Сосуд разбился; так или иначе смерть человека, разрушение установившегося мироустройства неизбежны, но мы знаем, что несли в красивом сосуде на голове и Батюшков, и Брюллов.
Лирика Батюшкова самоценна, но в высшей степени знаменательны те цели и задачи, какие поэт ставил перед собой и высказался о них однажды полнее всего в “Речи о влиянии легкой поэзии на язык”, читанную при вступлении в “Общество любителей российской словесности” в Москве 17 июля 1816 года (на самом деле прочитанную председателем 26 мая 1816 года и тогда же опубликованную в “Трудах Общества любителей российской словесности при Московском университете”.
В начале поэт говорит, что “Общество любителей российской словесности” имеет “в виду важную цель: будущее богатство языка, столь тесно сопряженное с образованностию гражданскою, с просвещением, и следственно — с благоденствием страны, славнейшей и обширнейшей в мире”.
Поразительно! Речь Батюшкова звучит с тем же пафосом и вдохновением, как беседы членов Платоновской академии во Флоренции. Сознавая с горестью слабость сил и маловажность своих занятий, он говорит вдохновенно: “Эпопея, драматическое искусство, лирическая поэзия, история, красноречие духовное и гражданское требует великих усилий ума, высокого и пламенного воображения. Счастливы те, которые похищают пальму первенства в сих родах: имена их становятся бессмертными; ибо счастливые произведения творческого ума не принадлежат одному народу исключительно, но делаются достоянием всего человечества.
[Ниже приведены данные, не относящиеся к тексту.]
//! Syntax rules, matched over the token stream.
//!
//! ```text
//! humus   <- stmt* !.
//! block   <- '[' stmt* ']'
//! stmt    <- 'LET' eqtn !'IN'
//!          / ('AFTER' expr)? 'SEND' expr 'TO' expr
//!          / 'CREATE' ident 'WITH' expr
//!          / 'BECOME' expr
//!          / 'THROW' expr
//!          / expr
//! expr    <- 'LET' eqtn 'IN' expr
//!          / 'IF' eqtn expr ('ELIF' eqtn expr)* ('ELSE' expr)?
//!          / 'CASE' expr 'OF' (ptrn ':' expr)+ 'END'
//!          / term (',' expr)?
//! term    <- 'NEW' term / const / call
//! call    <- ident ('(' expr? ')')? / '(' (expr ')' ('(' expr? ')')? / ')')
//! eqtn    <- ident '(' ptrn? ')' '=' expr / ptrn '=' ptrn
//! ptrn    <- pterm (',' ptrn)?
//! pterm   <- '_' / '$' term / '(' ptrn? ')' / const / ident
//! const   <- block / 'SELF' / '\' ptrn '.' expr
//!          / symbol / number / char / string
//!          / 'NIL' / 'TRUE' / 'FALSE' / '?'
//! ```
//!
//! `term (',' expr)?` accepts the same input as `term ',' expr / term`
//! without matching the leading term twice. `call` is factored the same way:
//! a parenthesized expression is matched once and then optionally applied,
//! so nested parentheses cost linear rather than exponential time. `()` is
//! never applied, which keeps `() (x)` two separate terms.

use humus_ir::{Keyword, Token, Value};
use humus_peg::{
    choice, end, not, one_or_more, optional, predicate_labeled, sequence, terminal, zero_or_more,
    GrammarError, Namespace, Pattern,
};

fn kw(keyword: Keyword) -> Pattern<Value> {
    terminal(Value::from(keyword))
}

fn punct(c: char) -> Pattern<Value> {
    terminal(Value::Token(Token::Punct(c)))
}

fn token_class(label: &'static str, test: fn(&Token) -> bool) -> Pattern<Value> {
    predicate_labeled(label, move |v: &Value| v.as_token().is_some_and(test))
}

/// `'(' expr? ')'` in argument position.
fn argument(ns: &Namespace<Value>) -> Pattern<Value> {
    sequence([punct('('), optional(ns.call("expr")), punct(')')])
}

/// Add every syntax rule to `ns`.
pub(crate) fn define(ns: &mut Namespace<Value>) -> Result<(), GrammarError> {
    ns.define("humus", sequence([zero_or_more(ns.call("stmt")), end()]))?;
    ns.define(
        "block",
        sequence([punct('['), zero_or_more(ns.call("stmt")), punct(']')]),
    )?;
    ns.define(
        "stmt",
        choice([
            sequence([kw(Keyword::Let), ns.call("eqtn"), not(kw(Keyword::In))]),
            sequence([
                optional(sequence([kw(Keyword::After), ns.call("expr")])),
                kw(Keyword::Send),
                ns.call("expr"),
                kw(Keyword::To),
                ns.call("expr"),
            ]),
            sequence([
                kw(Keyword::Create),
                ns.call("ident"),
                kw(Keyword::With),
                ns.call("expr"),
            ]),
            sequence([kw(Keyword::Become), ns.call("expr")]),
            sequence([kw(Keyword::Throw), ns.call("expr")]),
            ns.call("expr"),
        ]),
    )?;
    ns.define(
        "expr",
        choice([
            sequence([
                kw(Keyword::Let),
                ns.call("eqtn"),
                kw(Keyword::In),
                ns.call("expr"),
            ]),
            sequence([
                kw(Keyword::If),
                ns.call("eqtn"),
                ns.call("expr"),
                zero_or_more(sequence([
                    kw(Keyword::Elif),
                    ns.call("eqtn"),
                    ns.call("expr"),
                ])),
                optional(sequence([kw(Keyword::Else), ns.call("expr")])),
            ]),
            sequence([
                kw(Keyword::Case),
                ns.call("expr"),
                kw(Keyword::Of),
                one_or_more(sequence([ns.call("ptrn"), punct(':'), ns.call("expr")])),
                kw(Keyword::End),
            ]),
            sequence([
                ns.call("term"),
                optional(sequence([punct(','), ns.call("expr")])),
            ]),
        ]),
    )?;
    ns.define(
        "term",
        choice([
            sequence([kw(Keyword::New), ns.call("term")]),
            ns.call("const"),
            ns.call("call"),
        ]),
    )?;
    ns.define(
        "call",
        choice([
            sequence([ns.call("ident"), optional(argument(ns))]),
            sequence([
                punct('('),
                choice([
                    sequence([ns.call("expr"), punct(')'), optional(argument(ns))]),
                    punct(')'),
                ]),
            ]),
        ]),
    )?;
    ns.define(
        "eqtn",
        choice([
            sequence([
                ns.call("ident"),
                punct('('),
                optional(ns.call("ptrn")),
                punct(')'),
                punct('='),
                ns.call("expr"),
            ]),
            sequence([ns.call("ptrn"), punct('='), ns.call("ptrn")]),
        ]),
    )?;
    ns.define(
        "ptrn",
        sequence([
            ns.call("pterm"),
            optional(sequence([punct(','), ns.call("ptrn")])),
        ]),
    )?;
    ns.define(
        "pterm",
        choice([
            kw(Keyword::Any),
            sequence([punct('$'), ns.call("term")]),
            sequence([punct('('), optional(ns.call("ptrn")), punct(')')]),
            ns.call("const"),
            ns.call("ident"),
        ]),
    )?;
    ns.define(
        "const",
        choice([
            ns.call("block"),
            kw(Keyword::SelfRef),
            sequence([punct('\\'), ns.call("ptrn"), punct('.'), ns.call("expr")]),
            ns.call("symbol"),
            ns.call("number"),
            ns.call("char"),
            ns.call("string"),
            kw(Keyword::Nil),
            kw(Keyword::True),
            kw(Keyword::False),
            kw(Keyword::Undefined),
        ]),
    )?;
    ns.define(
        "ident",
        token_class("identifier", |t| matches!(t, Token::Ident(_))),
    )?;
    ns.define(
        "symbol",
        token_class("symbol", |t| matches!(t, Token::Symbol(_))),
    )?;
    ns.define(
        "number",
        token_class("number", |t| matches!(t, Token::Number(_))),
    )?;
    ns.define(
        "char",
        token_class("character literal", |t| matches!(t, Token::Char(_))),
    )?;
    ns.define(
        "string",
        token_class("string literal", |t| matches!(t, Token::String(_))),
    )?;
    Ok(())
}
Особенно великие произведения муз имеют влияние на язык новый и необработанный. Ломоносов тому явный пример. Он преобразовал язык наш, созидая образцы во всех родах. Он то же учинил на трудном поприще словесности, что Петр Великий на поприще гражданском, — это удивительно, никто еще не бросал столь всесторонний взгляд на историю России и человечества. — Петр Великий пробудил народ, усыпленный в оковах невежества; он создал для него законы, силу военную и славу. Ломоносов пробудил язык усыпленного народа; он создал ему красноречие и стихотворство, он испытал его силу во всех родах и приготовил для грядущих талантов верные орудия к успехам.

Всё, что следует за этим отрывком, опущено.